***** Data under study *****
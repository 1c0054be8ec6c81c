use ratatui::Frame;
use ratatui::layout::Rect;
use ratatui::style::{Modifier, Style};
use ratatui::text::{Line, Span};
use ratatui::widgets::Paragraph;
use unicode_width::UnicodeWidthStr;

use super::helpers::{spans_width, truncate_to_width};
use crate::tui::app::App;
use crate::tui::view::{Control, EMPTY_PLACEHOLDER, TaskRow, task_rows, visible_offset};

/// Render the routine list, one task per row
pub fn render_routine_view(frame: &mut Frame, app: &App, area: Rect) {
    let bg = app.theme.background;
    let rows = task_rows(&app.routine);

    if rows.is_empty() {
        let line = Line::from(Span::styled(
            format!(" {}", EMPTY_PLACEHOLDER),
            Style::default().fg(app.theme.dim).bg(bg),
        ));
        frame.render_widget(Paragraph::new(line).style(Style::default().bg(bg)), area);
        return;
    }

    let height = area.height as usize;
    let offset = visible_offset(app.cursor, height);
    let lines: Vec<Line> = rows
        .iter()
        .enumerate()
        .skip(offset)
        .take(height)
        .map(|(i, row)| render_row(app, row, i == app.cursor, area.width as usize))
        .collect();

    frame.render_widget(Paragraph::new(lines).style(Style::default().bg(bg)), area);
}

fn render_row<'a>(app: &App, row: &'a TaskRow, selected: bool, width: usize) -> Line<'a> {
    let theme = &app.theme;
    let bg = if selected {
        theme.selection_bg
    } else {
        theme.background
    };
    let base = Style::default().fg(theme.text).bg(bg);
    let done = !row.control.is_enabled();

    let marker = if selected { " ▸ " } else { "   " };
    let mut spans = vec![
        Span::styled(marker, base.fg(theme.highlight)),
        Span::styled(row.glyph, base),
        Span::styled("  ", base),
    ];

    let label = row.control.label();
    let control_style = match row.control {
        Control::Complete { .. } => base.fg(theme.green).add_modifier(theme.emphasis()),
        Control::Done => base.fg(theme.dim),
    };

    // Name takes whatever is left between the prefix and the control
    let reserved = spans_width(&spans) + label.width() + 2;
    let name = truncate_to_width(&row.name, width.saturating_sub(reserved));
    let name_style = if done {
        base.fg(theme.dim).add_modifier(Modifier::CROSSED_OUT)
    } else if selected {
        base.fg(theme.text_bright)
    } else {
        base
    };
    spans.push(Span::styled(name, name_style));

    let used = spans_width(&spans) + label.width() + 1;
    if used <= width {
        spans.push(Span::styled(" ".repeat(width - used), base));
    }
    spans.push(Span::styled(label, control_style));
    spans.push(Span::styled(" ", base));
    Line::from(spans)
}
*****
***** Data under study *****
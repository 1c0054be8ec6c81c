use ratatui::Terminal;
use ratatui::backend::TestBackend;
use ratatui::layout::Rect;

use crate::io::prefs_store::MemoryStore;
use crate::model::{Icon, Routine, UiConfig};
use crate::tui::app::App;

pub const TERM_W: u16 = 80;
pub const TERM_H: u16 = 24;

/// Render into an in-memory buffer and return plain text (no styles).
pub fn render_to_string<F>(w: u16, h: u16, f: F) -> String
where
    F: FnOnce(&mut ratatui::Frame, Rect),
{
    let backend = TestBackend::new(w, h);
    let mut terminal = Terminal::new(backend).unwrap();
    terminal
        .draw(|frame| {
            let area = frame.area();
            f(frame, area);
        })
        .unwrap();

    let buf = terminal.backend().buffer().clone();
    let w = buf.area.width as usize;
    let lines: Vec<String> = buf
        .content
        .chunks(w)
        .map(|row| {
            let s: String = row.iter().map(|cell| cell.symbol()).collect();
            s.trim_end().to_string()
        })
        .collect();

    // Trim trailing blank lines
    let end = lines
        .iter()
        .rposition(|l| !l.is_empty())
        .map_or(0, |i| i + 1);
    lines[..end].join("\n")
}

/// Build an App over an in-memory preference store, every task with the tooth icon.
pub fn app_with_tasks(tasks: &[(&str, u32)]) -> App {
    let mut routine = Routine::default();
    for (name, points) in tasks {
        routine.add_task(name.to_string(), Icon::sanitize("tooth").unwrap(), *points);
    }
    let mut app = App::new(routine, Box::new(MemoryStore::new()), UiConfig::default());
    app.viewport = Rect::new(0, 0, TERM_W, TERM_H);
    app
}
*****
## [Task]
Lines holding the string "used" in the records: how many are there? Give only the number.

## [The answer]
3